Lara laughed. “Only constantly. I can’t wait for the trials to be over.”

“Not like that.” I bit my lip. “Like, really different.”

“What do you mean?”

“Do you ever wish the borders were open, or that someone else was in charge?” The words were risky, skirting on treason, but Lara was my friend. Besides, what use was I to the rebellion if I wasn’t willing to put my safety on the line?

She looked around as if checking to see if anyone was eavesdropping, then lowered her voice. “Don’t say things like that.”

“There’s no one here. I’m just curious. What if there was a better version of Mistei where everyone was free and happy?”

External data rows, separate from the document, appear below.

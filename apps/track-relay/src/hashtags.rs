use std::collections::BTreeMap;

use track_mux::Aggregator;

/// Counts hashtag tokens (`#` followed by at least one letter). Runs of `#` collapse to one.
#[derive(Debug, Default, Clone, Copy)]
pub struct HashtagFrequencies;

impl Aggregator for HashtagFrequencies {
    fn frequencies(&self, tokens: &[&str]) -> BTreeMap<String, u32> {
        let mut counts = BTreeMap::new();
        for token in tokens {
            let Some(tag) = token.strip_prefix('#') else {
                continue;
            };
            let tag = tag.trim_start_matches('#');
            if tag.is_empty() || tag.contains('#') {
                continue;
            }
            *counts.entry(format!("#{tag}")).or_insert(0) += 1;
        }
        counts
    }
}

#[cfg(test)]
mod tests {
    use super::*;

    #[test_timeout::timeout]
    fn counts_only_hashtags() {
        let counts =
            HashtagFrequencies.frequencies(&["#dog", "love", "#dog", "#cat", "#", "##puppy"]);
        assert_eq!(counts.get("#dog"), Some(&2));
        assert_eq!(counts.get("#cat"), Some(&1));
        assert_eq!(counts.get("#puppy"), Some(&1));
        assert_eq!(counts.get("love"), None);
        assert_eq!(counts.len(), 3);
    }

    #[test_timeout::timeout]
    fn glued_hashtags_are_ignored() {
        let counts = HashtagFrequencies.frequencies(&["#one#two"]);
        assert!(counts.is_empty());
    }
}
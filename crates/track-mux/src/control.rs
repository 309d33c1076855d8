use std::{
    collections::HashSet,
    time::{Duration, Instant},
};

use thiserror::Error;
use tokio::sync::mpsc;

use crate::session::SessionId;

/// Requests from the connection-handling side, applied by the stream worker in enqueue order.
#[derive(Debug, Clone, PartialEq, Eq)]
pub enum ControlCommand {
    RegisterFilter {
        session_id: SessionId,
        keyword: String,
    },
    UnregisterSession {
        session_id: SessionId,
    },
    /// Drops registry entries older than `taken_at` for sessions missing from `live`.
    SyncSessions {
        live: HashSet<SessionId>,
        taken_at: Instant,
    },
    Shutdown,
}

impl ControlCommand {
    pub fn kind(&self) -> &'static str {
        match self {
            ControlCommand::RegisterFilter { .. } => "register_filter",
            ControlCommand::UnregisterSession { .. } => "unregister_session",
            ControlCommand::SyncSessions { .. } => "sync_sessions",
            ControlCommand::Shutdown => "shutdown",
        }
    }
}

#[derive(Debug, Error, PartialEq, Eq)]
pub enum ControlError {
    #[error("stream worker is no longer accepting commands")]
    Closed,
}

pub fn control_channel() -> (ControlSender, ControlReceiver) {
    let (tx, rx) = mpsc::unbounded_channel();
    (ControlSender { tx }, ControlReceiver { rx })
}

/// Producer half. Cloneable and never blocks.
#[derive(Debug, Clone)]
pub struct ControlSender {
    tx: mpsc::UnboundedSender<ControlCommand>,
}

impl ControlSender {
    pub fn send(&self, command: ControlCommand) -> Result<(), ControlError> {
        self.tx.send(command).map_err(|_| ControlError::Closed)
    }

    pub fn register_filter(
        &self,
        session_id: SessionId,
        keyword: impl Into<String>,
    ) -> Result<(), ControlError> {
        self.send(ControlCommand::RegisterFilter {
            session_id,
            keyword: keyword.into(),
        })
    }

    pub fn unregister(&self, session_id: SessionId) -> Result<(), ControlError> {
        self.send(ControlCommand::UnregisterSession { session_id })
    }

    pub fn sync_sessions(
        &self,
        live: HashSet<SessionId>,
        taken_at: Instant,
    ) -> Result<(), ControlError> {
        self.send(ControlCommand::SyncSessions { live, taken_at })
    }

    pub fn shutdown(&self) -> Result<(), ControlError> {
        self.send(ControlCommand::Shutdown)
    }

    pub fn is_closed(&self) -> bool {
        self.tx.is_closed()
    }
}

#[derive(Debug, PartialEq, Eq)]
pub enum Polled {
    /// Nothing arrived within the poll window.
    Idle,
    Batch(Vec<ControlCommand>),
    /// Every producer is gone.
    Closed,
}

#[derive(Debug)]
pub struct ControlReceiver {
    rx: mpsc::UnboundedReceiver<ControlCommand>,
}

impl ControlReceiver {
    /// Waits up to `wait` for a command, then drains whatever else is already queued, up to
    /// `max_batch` commands in total. Cancel safe.
    pub async fn poll(&mut self, wait: Duration, max_batch: usize) -> Polled {
        let first = match tokio::time::timeout(wait, self.rx.recv()).await {
            Err(_) => return Polled::Idle,
            Ok(None) => return Polled::Closed,
            Ok(Some(command)) => command,
        };
        let mut batch = vec![first];
        while batch.len() < max_batch.max(1) {
            match self.rx.try_recv() {
                Ok(command) => batch.push(command),
                Err(_) => break,
            }
        }
        Polled::Batch(batch)
    }
}
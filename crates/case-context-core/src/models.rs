//! Core data models for the retrieval pipeline.
//!
//! Documents are immutable once built and shared behind [`Arc`], so a
//! [`CorpusSnapshot`] can be handed to many concurrent queries while a new
//! snapshot is being built elsewhere.

use std::path::PathBuf;
use std::sync::Arc;

use chrono::{DateTime, Utc};
use serde::Serialize;

use crate::error::RetrievalError;
use crate::keywords::{KeywordExtractor, KeywordSet};

/// Category assigned to files that sit directly in the corpus root.
pub const UNCATEGORIZED: &str = "uncategorized";

/// One decoded reference file.
#[derive(Debug, Clone, Serialize)]
pub struct ReferenceDocument {
    /// Root-relative path with `/` separators. Unique within a snapshot.
    pub path: String,
    /// Name of the immediate parent directory, or [`UNCATEGORIZED`].
    pub category: String,
    /// Decoded content.
    pub text: String,
    /// Encoding that decoded the file.
    pub encoding: &'static str,
    #[serde(skip)]
    pub keywords: KeywordSet,
    /// Byte length of `text`.
    pub size: usize,
    /// Byte length of the file on disk.
    pub source_len: u64,
    pub modified_at: DateTime<Utc>,
}

impl ReferenceDocument {
    /// Build a document, extracting its keywords once.
    pub fn new(
        path: impl Into<String>,
        category: impl Into<String>,
        text: String,
        encoding: &'static str,
        source_len: u64,
        modified_at: DateTime<Utc>,
        extractor: &KeywordExtractor,
    ) -> Self {
        let keywords = extractor.extract(&text);
        Self {
            path: path.into(),
            category: category.into(),
            size: text.len(),
            text,
            encoding,
            keywords,
            source_len,
            modified_at,
        }
    }

    /// True when the decoded text is empty after trimming whitespace.
    pub fn is_blank(&self) -> bool {
        self.text.trim().is_empty()
    }
}

/// A file that was discovered but left out of the corpus.
#[derive(Debug, Clone, Serialize)]
pub struct SkippedFile {
    pub path: String,
    pub reason: String,
}

/// All documents of one root at one point in time.
#[derive(Debug, Clone)]
pub struct CorpusSnapshot {
    pub root: PathBuf,
    pub scanned_at: DateTime<Utc>,
    /// Sorted by `path`.
    pub documents: Vec<Arc<ReferenceDocument>>,
    pub skipped: Vec<SkippedFile>,
}

impl CorpusSnapshot {
    pub fn empty(root: impl Into<PathBuf>, scanned_at: DateTime<Utc>) -> Self {
        Self {
            root: root.into(),
            scanned_at,
            documents: Vec::new(),
            skipped: Vec::new(),
        }
    }

    pub fn len(&self) -> usize {
        self.documents.len()
    }

    pub fn is_empty(&self) -> bool {
        self.documents.is_empty()
    }

    /// Look up a document by its root-relative path.
    pub fn get(&self, path: &str) -> Option<&Arc<ReferenceDocument>> {
        self.documents
            .binary_search_by(|d| d.path.as_str().cmp(path))
            .ok()
            .map(|i| &self.documents[i])
    }

    /// Time elapsed since the scan. Negative when the clock moved backwards.
    pub fn age(&self, now: DateTime<Utc>) -> chrono::Duration {
        now - self.scanned_at
    }
}

/// A validated query and its keywords.
#[derive(Debug, Clone)]
pub struct Query {
    pub text: String,
    pub keywords: KeywordSet,
}

impl Query {
    /// Fails with [`RetrievalError::EmptyQuery`] when `text` has no
    /// non-whitespace character.
    pub fn new(text: &str, extractor: &KeywordExtractor) -> Result<Self, RetrievalError> {
        if text.trim().is_empty() {
            return Err(RetrievalError::EmptyQuery);
        }
        Ok(Self {
            text: text.to_string(),
            keywords: extractor.extract(text),
        })
    }
}

/// A document paired with its relevance to one query.
#[derive(Debug, Clone)]
pub struct ScoredDocument {
    pub document: Arc<ReferenceDocument>,
    /// In `[0.0, 1.0]`.
    pub score: f64,
}

/// One block of an [`AssembledContext`].
#[derive(Debug, Clone, PartialEq, Serialize)]
pub struct ContextEntry {
    pub path: String,
    pub category: String,
    pub score: f64,
    /// The rendered block as it appears in the context (possibly truncated).
    pub text: String,
    pub truncated: bool,
}

/// The packed context handed to the prompt composer.
#[derive(Debug, Clone, PartialEq, Serialize)]
pub struct AssembledContext {
    pub entries: Vec<ContextEntry>,
    /// Entries joined by the block delimiter.
    pub text: String,
    /// Length of `text` in characters. Never exceeds `budget`.
    pub total_length: usize,
    pub budget: usize,
}

impl AssembledContext {
    pub fn empty(budget: usize) -> Self {
        Self {
            entries: Vec::new(),
            text: String::new(),
            total_length: 0,
            budget,
        }
    }

    pub fn is_empty(&self) -> bool {
        self.entries.is_empty()
    }
}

She huffed. “You sound like Selwyn.”

“I do?”

“He’s always going on about how much he wants to change things.” She plucked a piece of grass, splitting it with a fingernail. “Honestly, it worries me. If he talks like that outside Earth House, he won’t live long.”

Her matter-of-fact tone pained me. “It shouldn’t be like that. People should be allowed to say what they feel.”

“You don’t understand.”

“I do. Or at least, I see what it’s like for all of you. What if Earth House stopped being neutral, though? What if you stood up for yourselves?”

“Hush!” She clapped a hand over my mouth. “We’re within Earth territory, but still—never, ever say something like that out loud again.” She removed her hand gingerly, as if afraid I’d start screaming treason at the top of my lungs.

“Help me understand,” I begged. “Tell me why neutrality is so important.”

“Earth House’s power comes from its neutrality. We were advisors to queens and kings and arbiters of disputes. Everyone respected us.”

“It’s not like that now, though.”

She shredded another piece of grass. “No. But if Earth House stays neutral, it doesn’t matter how much the others mock us. We’ll survive no matter what.”

Maybe their current neutrality was in the name of safety…or maybe they never took a stand because they never wanted to be on the wrong side of history. Either way it felt cowardly, but I didn’t dare say that. I wouldn’t push her any further tonight. “Thank you for telling me,” I said. “There’s so much I still don’t understand about your world.”

We talked about other things then: our childhoods, our dreams, the people we’d known. Hours later when we rose to go in, she held out her closed fist. “Here, take this.” She dropped something into my cupped palm.

It was one of the ornamental buttons from her dressing gown, an emerald pine tree with a golden trunk. There was a broken thread where it had been ripped free. “Did you tear it on something?” I asked.

“It’s for you.”

I looked up, puzzled. “I don’t understand.”

Lara smiled, radiant as the moon. “It’s the first item in your new collection.”